**Task details**
Only the lines below starting at the one containing "first out-of-range value" and ending at the one containing "pub fn is_empty(&self)" belong in the answer, each copied exactly.
(Data extracts Opens)
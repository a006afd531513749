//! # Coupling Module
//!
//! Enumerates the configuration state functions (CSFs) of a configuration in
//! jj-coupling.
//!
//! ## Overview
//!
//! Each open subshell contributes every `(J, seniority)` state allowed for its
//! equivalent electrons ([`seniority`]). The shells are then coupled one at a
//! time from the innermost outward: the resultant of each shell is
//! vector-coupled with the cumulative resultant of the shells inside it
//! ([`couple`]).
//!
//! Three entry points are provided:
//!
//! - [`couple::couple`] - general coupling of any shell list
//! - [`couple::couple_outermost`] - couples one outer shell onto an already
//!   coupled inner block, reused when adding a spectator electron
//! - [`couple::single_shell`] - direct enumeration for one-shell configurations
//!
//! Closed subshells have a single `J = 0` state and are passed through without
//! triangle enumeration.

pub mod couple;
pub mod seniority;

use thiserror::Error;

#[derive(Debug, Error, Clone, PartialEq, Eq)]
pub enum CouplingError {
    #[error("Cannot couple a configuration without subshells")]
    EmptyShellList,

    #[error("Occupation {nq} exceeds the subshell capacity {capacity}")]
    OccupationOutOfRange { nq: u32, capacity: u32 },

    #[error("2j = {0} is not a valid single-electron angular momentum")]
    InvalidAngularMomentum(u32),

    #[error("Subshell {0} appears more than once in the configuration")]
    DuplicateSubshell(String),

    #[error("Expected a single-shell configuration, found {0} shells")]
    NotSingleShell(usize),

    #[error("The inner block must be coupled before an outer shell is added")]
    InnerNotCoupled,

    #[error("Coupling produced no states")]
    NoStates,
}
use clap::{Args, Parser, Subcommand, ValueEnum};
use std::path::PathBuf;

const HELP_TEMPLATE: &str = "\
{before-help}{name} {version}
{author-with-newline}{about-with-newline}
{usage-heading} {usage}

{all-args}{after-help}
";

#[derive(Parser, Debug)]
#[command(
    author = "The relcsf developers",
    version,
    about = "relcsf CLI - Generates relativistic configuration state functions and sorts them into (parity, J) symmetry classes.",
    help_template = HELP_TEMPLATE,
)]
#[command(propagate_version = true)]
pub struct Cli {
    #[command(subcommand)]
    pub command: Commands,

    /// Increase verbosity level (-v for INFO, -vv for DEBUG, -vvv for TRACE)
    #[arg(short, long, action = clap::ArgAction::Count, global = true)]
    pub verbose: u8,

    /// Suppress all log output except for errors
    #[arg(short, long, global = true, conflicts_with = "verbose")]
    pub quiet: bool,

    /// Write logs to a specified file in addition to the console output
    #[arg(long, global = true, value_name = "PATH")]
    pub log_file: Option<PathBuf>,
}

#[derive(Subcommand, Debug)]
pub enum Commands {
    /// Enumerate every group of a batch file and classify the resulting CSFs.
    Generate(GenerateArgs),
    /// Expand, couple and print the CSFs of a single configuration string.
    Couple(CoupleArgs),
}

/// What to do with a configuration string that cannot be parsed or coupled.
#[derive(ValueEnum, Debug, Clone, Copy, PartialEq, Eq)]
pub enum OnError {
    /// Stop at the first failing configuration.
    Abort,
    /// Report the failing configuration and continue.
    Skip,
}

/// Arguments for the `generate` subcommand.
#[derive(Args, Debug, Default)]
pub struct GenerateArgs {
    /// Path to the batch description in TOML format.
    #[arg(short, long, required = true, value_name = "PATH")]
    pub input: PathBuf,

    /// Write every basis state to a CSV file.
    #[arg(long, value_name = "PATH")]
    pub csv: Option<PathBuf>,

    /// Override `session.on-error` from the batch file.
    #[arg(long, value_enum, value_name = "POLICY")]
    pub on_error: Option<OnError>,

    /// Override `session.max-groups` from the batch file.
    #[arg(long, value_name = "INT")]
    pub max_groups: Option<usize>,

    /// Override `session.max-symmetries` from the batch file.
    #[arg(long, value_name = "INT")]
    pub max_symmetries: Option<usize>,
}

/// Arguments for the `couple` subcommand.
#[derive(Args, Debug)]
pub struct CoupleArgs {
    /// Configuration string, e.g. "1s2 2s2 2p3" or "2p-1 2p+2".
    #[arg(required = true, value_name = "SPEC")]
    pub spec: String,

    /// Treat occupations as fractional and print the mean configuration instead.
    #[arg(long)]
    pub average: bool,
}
(Data extracts Closes)
(Data extracts Opens)
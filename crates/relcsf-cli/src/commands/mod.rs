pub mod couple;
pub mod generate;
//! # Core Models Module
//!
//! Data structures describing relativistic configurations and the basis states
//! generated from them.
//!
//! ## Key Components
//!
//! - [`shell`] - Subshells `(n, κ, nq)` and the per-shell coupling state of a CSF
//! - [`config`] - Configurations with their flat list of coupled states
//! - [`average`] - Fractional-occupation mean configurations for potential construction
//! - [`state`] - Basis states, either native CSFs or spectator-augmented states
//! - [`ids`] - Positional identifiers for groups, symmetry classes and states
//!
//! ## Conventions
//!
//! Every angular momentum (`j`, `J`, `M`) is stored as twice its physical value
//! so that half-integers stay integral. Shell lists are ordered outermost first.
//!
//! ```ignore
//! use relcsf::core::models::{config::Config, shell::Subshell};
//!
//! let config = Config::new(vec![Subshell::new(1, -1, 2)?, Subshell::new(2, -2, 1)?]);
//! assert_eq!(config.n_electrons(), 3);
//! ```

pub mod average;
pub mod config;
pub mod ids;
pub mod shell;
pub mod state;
(Data extracts Closes)
(Data extracts Opens)
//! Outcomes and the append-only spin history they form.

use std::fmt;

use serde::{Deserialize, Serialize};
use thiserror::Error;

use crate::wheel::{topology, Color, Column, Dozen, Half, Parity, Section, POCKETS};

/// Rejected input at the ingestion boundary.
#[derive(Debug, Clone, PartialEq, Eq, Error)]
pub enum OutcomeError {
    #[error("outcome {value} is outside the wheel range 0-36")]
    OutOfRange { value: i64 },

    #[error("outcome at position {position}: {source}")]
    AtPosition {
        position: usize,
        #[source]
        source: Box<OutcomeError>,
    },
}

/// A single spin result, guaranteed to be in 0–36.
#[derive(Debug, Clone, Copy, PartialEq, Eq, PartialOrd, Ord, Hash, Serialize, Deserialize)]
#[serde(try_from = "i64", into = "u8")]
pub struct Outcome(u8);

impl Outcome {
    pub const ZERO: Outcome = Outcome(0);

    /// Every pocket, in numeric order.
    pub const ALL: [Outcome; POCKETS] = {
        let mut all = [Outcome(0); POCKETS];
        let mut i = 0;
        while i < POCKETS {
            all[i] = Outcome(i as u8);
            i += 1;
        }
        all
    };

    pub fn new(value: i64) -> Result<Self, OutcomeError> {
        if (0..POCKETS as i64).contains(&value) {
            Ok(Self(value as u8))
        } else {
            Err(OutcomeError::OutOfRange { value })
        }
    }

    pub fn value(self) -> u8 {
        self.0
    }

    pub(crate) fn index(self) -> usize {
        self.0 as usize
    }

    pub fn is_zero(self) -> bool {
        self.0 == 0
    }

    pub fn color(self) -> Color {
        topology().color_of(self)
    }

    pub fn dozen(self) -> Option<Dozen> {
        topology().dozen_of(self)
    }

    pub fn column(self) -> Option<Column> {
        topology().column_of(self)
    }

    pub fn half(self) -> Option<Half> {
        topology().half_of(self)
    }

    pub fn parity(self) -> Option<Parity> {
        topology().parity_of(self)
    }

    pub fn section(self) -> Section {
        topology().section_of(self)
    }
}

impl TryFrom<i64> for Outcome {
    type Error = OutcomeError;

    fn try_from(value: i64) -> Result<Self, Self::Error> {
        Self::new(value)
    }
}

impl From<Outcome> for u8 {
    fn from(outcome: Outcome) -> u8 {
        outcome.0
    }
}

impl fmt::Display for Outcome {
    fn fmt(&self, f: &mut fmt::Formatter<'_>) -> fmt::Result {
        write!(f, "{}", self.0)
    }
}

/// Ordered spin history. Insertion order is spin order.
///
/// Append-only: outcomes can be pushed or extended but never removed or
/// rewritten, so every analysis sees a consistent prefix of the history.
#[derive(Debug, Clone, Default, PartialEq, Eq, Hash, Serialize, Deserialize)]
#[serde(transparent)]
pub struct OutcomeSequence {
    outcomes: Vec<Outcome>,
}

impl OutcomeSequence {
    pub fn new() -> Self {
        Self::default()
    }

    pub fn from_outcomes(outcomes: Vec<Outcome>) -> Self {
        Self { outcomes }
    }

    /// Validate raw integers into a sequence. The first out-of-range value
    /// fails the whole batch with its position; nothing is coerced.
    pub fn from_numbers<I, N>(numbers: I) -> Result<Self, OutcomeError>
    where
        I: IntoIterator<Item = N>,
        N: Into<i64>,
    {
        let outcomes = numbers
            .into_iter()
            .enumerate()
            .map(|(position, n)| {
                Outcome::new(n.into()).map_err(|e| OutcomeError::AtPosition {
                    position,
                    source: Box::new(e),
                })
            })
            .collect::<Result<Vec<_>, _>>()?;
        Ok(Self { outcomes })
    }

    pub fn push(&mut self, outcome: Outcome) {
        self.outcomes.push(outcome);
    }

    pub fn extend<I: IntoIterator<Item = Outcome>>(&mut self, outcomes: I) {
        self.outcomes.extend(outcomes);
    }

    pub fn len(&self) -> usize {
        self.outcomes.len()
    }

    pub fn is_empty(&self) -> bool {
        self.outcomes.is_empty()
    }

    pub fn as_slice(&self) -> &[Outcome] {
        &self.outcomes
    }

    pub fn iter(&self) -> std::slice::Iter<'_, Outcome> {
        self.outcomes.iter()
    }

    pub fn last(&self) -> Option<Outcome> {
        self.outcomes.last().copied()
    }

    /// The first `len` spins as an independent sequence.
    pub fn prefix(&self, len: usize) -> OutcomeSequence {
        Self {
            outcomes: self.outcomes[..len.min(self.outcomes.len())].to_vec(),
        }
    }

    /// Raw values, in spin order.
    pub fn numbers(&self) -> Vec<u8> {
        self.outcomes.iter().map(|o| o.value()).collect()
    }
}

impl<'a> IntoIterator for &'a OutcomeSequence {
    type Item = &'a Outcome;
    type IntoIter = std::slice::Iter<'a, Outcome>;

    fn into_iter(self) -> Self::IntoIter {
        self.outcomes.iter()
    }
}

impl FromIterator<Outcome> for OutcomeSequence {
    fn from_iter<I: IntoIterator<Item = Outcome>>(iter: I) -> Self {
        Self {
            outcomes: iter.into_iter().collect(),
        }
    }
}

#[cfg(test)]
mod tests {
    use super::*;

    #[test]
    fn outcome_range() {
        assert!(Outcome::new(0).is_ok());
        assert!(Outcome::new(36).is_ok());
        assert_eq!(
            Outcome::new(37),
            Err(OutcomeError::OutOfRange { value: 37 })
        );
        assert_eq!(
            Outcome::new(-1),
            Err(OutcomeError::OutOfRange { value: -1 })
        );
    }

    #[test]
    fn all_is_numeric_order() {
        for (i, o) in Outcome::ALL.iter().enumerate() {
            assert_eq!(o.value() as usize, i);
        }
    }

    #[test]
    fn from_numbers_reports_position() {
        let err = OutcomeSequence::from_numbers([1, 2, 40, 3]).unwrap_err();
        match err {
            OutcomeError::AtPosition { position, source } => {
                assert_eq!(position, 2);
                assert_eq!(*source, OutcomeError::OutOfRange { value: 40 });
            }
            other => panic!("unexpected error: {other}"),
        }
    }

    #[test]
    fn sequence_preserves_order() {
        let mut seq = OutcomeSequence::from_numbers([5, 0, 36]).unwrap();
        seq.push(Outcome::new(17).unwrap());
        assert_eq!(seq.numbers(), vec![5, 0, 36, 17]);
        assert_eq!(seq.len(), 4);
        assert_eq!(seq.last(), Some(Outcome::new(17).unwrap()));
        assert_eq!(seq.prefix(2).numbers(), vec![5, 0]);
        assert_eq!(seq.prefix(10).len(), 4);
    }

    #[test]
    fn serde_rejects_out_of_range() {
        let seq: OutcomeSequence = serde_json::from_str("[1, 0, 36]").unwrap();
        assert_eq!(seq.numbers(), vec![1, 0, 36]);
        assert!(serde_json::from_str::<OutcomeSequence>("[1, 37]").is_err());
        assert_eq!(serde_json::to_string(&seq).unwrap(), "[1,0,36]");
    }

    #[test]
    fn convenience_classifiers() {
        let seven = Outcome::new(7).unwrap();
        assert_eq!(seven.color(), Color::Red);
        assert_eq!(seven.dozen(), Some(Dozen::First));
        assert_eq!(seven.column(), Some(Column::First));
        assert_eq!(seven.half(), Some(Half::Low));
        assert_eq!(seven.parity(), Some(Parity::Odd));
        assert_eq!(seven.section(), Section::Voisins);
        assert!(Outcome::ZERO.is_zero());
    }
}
(Data extracts Closes)
**The answer**
    /// Validate raw integers into a sequence. The first out-of-range value
    /// fails the whole batch with its position; nothing is coerced.
    pub fn from_numbers<I, N>(numbers: I) -> Result<Self, OutcomeError>
    where
        I: IntoIterator<Item = N>,
        N: Into<i64>,
    {
        let outcomes = numbers
            .into_iter()
            .enumerate()
            .map(|(position, n)| {
                Outcome::new(n.into()).map_err(|e| OutcomeError::AtPosition {
                    position,
                    source: Box::new(e),
                })
            })
            .collect::<Result<Vec<_>, _>>()?;
        Ok(Self { outcomes })
    }

    pub fn push(&mut self, outcome: Outcome) {
        self.outcomes.push(outcome);
    }

    pub fn extend<I: IntoIterator<Item = Outcome>>(&mut self, outcomes: I) {
        self.outcomes.extend(outcomes);
    }

    pub fn len(&self) -> usize {
        self.outcomes.len()
    }

    pub fn is_empty(&self) -> bool {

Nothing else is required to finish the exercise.